Wyciek gazu na ul. Sobieskiego i zamknięcie ulicy spowodowało kilkugodzinny paraliż Mokotowa. Nieprzejezdnych było wiele ulic m.in. Puławska, Dolna, Gagarina i Chełmska.
W ogromnym korku utknęła Justyna Kosela, reporterka TVN24. - Dwa kilometry pokonaliśmy w godzinę - informowała po godz. 19 Kosela.
Policjanci kierowali ruchem, nie pozwalali kierowcom skręcać z Belwederskiej w ul. Chełmską. Jak informował Artur Węgrzynowicz, reporter tvnwarszawa.pl, ulicą Chełmską kierowcy próbowali ominąć ul. Sobieskiego, dlatego ta droga była najbardziej zakorkowana. Były ogromne utrudnienia na całym Mokotowie.
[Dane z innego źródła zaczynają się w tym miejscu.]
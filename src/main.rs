mod app;
mod ui;

use iced::window;

fn main() -> iced::Result {
    let filter = tracing_subscriber::EnvFilter::try_from_default_env()
        .unwrap_or_else(|_| tracing_subscriber::EnvFilter::new("info"));
    tracing_subscriber::fmt().with_env_filter(filter).init();

    iced::application(app::DownloadApp::default, app::update, app::view)
        .title("File Downloader")
        .window(window::Settings {
            size: iced::Size::new(560.0, 480.0),
            ..Default::default()
        })
        .run()
}
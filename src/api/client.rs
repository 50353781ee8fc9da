use futures::stream::BoxStream;
use futures::{StreamExt, TryStreamExt};
use reqwest::{Client, StatusCode};
use thiserror::Error;
use tracing::debug;

use super::models::ClientConfig;
use crate::domain::TotalLength;

#[derive(Error, Debug)]
pub enum ApiError {
    #[error("HTTP request failed: {0}")]
    RequestError(#[from] reqwest::Error),

    #[error("server responded with {0}")]
    Status(StatusCode),
}

pub type Result<T> = std::result::Result<T, ApiError>;

/// An open response: the announced size and the body as a chunk stream.
pub struct RemoteBody {
    pub total: TotalLength,
    pub stream: BoxStream<'static, Result<bytes::Bytes>>,
}

#[derive(Clone)]
pub struct HttpClient {
    client: Client,
}

impl HttpClient {
    pub fn new(config: ClientConfig) -> Result<Self> {
        let mut builder = Client::builder().user_agent(config.user_agent);
        if let Some(timeout) = config.connect_timeout {
            builder = builder.connect_timeout(timeout);
        }

        Ok(Self {
            client: builder.build()?,
        })
    }

    /// Sends the GET and hands back the body stream once the status is known
    /// to be a success. Nothing is read from the body here.
    pub async fn fetch(&self, url: &str) -> Result<RemoteBody> {
        let response = self.client.get(url).send().await?;

        let status = response.status();
        if !status.is_success() {
            return Err(ApiError::Status(status));
        }

        let total = TotalLength::from_content_length(response.content_length());
        debug!(%url, %status, %total, "response received");

        let stream = response
            .bytes_stream()
            .map_err(ApiError::RequestError)
            .boxed();

        Ok(RemoteBody { total, stream })
    }
}

impl Default for HttpClient {
    fn default() -> Self {
        Self {
            client: Client::new(),
        }
    }
}
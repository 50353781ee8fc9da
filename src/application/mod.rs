mod destination;
pub mod download_coordinator;
pub mod observer;
pub mod session;

pub use download_coordinator::{DownloadOptions, Downloader, DEFAULT_PROGRESS_DELAY};
pub use observer::{Callbacks, ChannelObserver, DownloadEvent, DownloadObserver, NoopObserver};
pub use session::{SessionHandle, SPEED_SAMPLE_INTERVAL};
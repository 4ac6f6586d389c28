//! Process chain builder — spawns every stage eagerly, in order, wiring each
//! stage's stdout into the next stage's stdin.

use std::process::Stdio;

use tokio::io::{AsyncRead, AsyncReadExt};
use tokio::process::{Child, Command};
use tokio::task::JoinHandle;
use tracing::debug;

use super::credential::{self, Credential};
use super::poller::Deadline;
use super::{PipelineError, PipelineSpec, StageSpec, StageStatus};

pub(crate) type Capture = JoinHandle<std::io::Result<Vec<u8>>>;

/// A spawned stage and the tasks draining its output streams.
pub struct RunningStage {
    pub(crate) spec: StageSpec,
    pub(crate) child: Child,
    pub(crate) status: StageStatus,
    pub(crate) exit_code: Option<i32>,
    pub(crate) killed: bool,
    pub(crate) stdout: Option<Capture>,
    pub(crate) stderr: Option<Capture>,
}

/// Live handle over every spawned stage of a pipeline.
pub struct RunningPipeline {
    pub(crate) stages: Vec<RunningStage>,
}

impl RunningPipeline {
    pub fn len(&self) -> usize {
        self.stages.len()
    }

    pub fn is_empty(&self) -> bool {
        self.stages.is_empty()
    }
}

pub async fn build(
    spec: &PipelineSpec,
    credential: Option<&Credential>,
    deadline: Option<Deadline>,
) -> Result<RunningPipeline, PipelineError> {
    let last = spec.stages().len() - 1;
    let mut stages: Vec<RunningStage> = Vec::with_capacity(spec.stages().len());
    let mut upstream: Option<Stdio> = None;

    for (index, stage) in spec.stages().iter().enumerate() {
        let stdin = match upstream.take() {
            Some(pipe) => pipe,
            None if credential.is_some() => Stdio::piped(),
            None => Stdio::null(),
        };

        let spawned = Command::new(&stage.program)
            .args(&stage.args)
            .stdin(stdin)
            .stdout(Stdio::piped())
            .stderr(Stdio::piped())
            .kill_on_drop(true)
            .spawn();

        let mut child = match spawned {
            Ok(child) => child,
            Err(source) => {
                teardown(stages).await;
                return Err(PipelineError::Spawn {
                    program: stage.program.clone(),
                    source,
                });
            }
        };
        debug!(stage = index, program = %stage, pid = ?child.id(), "spawned");

        if index == 0 {
            if let Some(credential) = credential {
                let relay = credential::relay(&mut child, credential, &stage.program);
                match deadline {
                    Some(deadline) => {
                        if tokio::time::timeout_at(deadline.at, relay).await.is_err() {
                            let _ = child.start_kill();
                            let _ = child.wait().await;
                            return Err(PipelineError::Timeout {
                                program: stage.program.clone(),
                                after: deadline.budget,
                            });
                        }
                    }
                    None => relay.await,
                }
            }
        }

        let stdout = child.stdout.take();
        let stderr = child.stderr.take().map(capture);

        let mut running = RunningStage {
            spec: stage.clone(),
            child,
            status: StageStatus::Running,
            exit_code: None,
            killed: false,
            stdout: None,
            stderr,
        };

        if index == last {
            running.stdout = stdout.map(capture);
            stages.push(running);
            continue;
        }

        let wired: std::io::Result<Stdio> = match stdout {
            Some(out) => out.try_into(),
            None => Err(std::io::Error::other("stdout was not captured")),
        };
        stages.push(running);

        match wired {
            Ok(pipe) => upstream = Some(pipe),
            Err(source) => {
                teardown(stages).await;
                return Err(PipelineError::Wiring {
                    program: stage.program.clone(),
                    source,
                });
            }
        }
    }

    Ok(RunningPipeline { stages })
}

/// Kill and reap every stage that has not been waited on yet.
pub(crate) async fn teardown(stages: Vec<RunningStage>) {
    for mut stage in stages {
        reap(&mut stage).await;
        abort_capture(stage.stdout.take());
        abort_capture(stage.stderr.take());
    }
}

/// Kill one stage if it is still running and collect its exit status.
pub(crate) async fn reap(stage: &mut RunningStage) {
    if stage.status != StageStatus::Running {
        return;
    }
    let _ = stage.child.start_kill();
    stage.killed = true;
    match stage.child.wait().await {
        Ok(status) => stage.exit_code = status.code(),
        Err(e) => debug!(program = %stage.spec, error = %e, "reaping failed"),
    }
    stage.status = StageStatus::Failure;
}

fn abort_capture(capture: Option<Capture>) {
    if let Some(handle) = capture {
        handle.abort();
    }
}

fn capture<R>(mut reader: R) -> Capture
where
    R: AsyncRead + Unpin + Send + 'static,
{
    tokio::spawn(async move {
        let mut buf = Vec::new();
        reader.read_to_end(&mut buf).await?;
        Ok(buf)
    })
}
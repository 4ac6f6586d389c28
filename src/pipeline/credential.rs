//! Credential relay — hands the privilege-escalation secret to the first
//! stage through its own stdin pipe, never through argv.

use secrecy::{ExposeSecret, SecretString};
use tokio::io::AsyncWriteExt;
use tokio::process::Child;
use tracing::debug;

/// Secret supplied per invocation for the escalation tool (`sudo -S`).
#[derive(Debug)]
pub struct Credential(SecretString);

impl Credential {
    pub fn new(secret: impl Into<String>) -> Self {
        Self(SecretString::from(secret.into()))
    }

    pub fn is_empty(&self) -> bool {
        self.0.expose_secret().is_empty()
    }
}

/// Write the secret and a newline to the child's stdin, then close it.
///
/// The escalation tool may exit or skip reading (cached credentials), so a
/// broken pipe is not an error here.
pub(crate) async fn relay(child: &mut Child, credential: &Credential, program: &str) {
    let Some(mut stdin) = child.stdin.take() else {
        return;
    };

    let written = async {
        stdin
            .write_all(credential.0.expose_secret().as_bytes())
            .await?;
        stdin.write_all(b"\n").await?;
        stdin.flush().await
    }
    .await;

    if let Err(e) = written {
        debug!(program = %program, error = %e, "credential not consumed");
    }
}

#[cfg(test)]
mod tests {
    use super::*;

    #[test]
    fn test_debug_redacts_secret() {
        let credential = Credential::new("hunter2");
        let rendered = format!("{:?}", credential);
        assert!(!rendered.contains("hunter2"));
    }

    #[test]
    fn test_empty_credential() {
        assert!(Credential::new("").is_empty());
        assert!(!Credential::new("x").is_empty());
    }
}
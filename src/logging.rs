use tracing_subscriber::EnvFilter;

/// Install the global subscriber, writing to stderr so stdout stays
/// machine-readable. `RUST_LOG` wins over `level`.
pub fn init(level: &str, json: bool) {
    let filter = EnvFilter::try_from_default_env().unwrap_or_else(|_| EnvFilter::new(level));

    let builder = tracing_subscriber::fmt()
        .with_env_filter(filter)
        .with_writer(std::io::stderr);

    // A subscriber may already be installed (tests); keep it.
    let _ = if json {
        builder.json().try_init()
    } else {
        builder.with_target(false).try_init()
    };
}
- Kierowcy się denerwują i trąbią. Pasażerowie wychodzą z autobusów i idą pieszo - relacjonował po godz. 18 reporter.
Jak informował Zarząd Transportu Miejskiego, w związku ze zdarzeniem, autobusy linii E-2, 116, 166, 172, 195, 501, 503, 519, 522 kierowane były na objazdy.
Do uszkodzenia rury z gazem doszło w środę ok. godz. 17.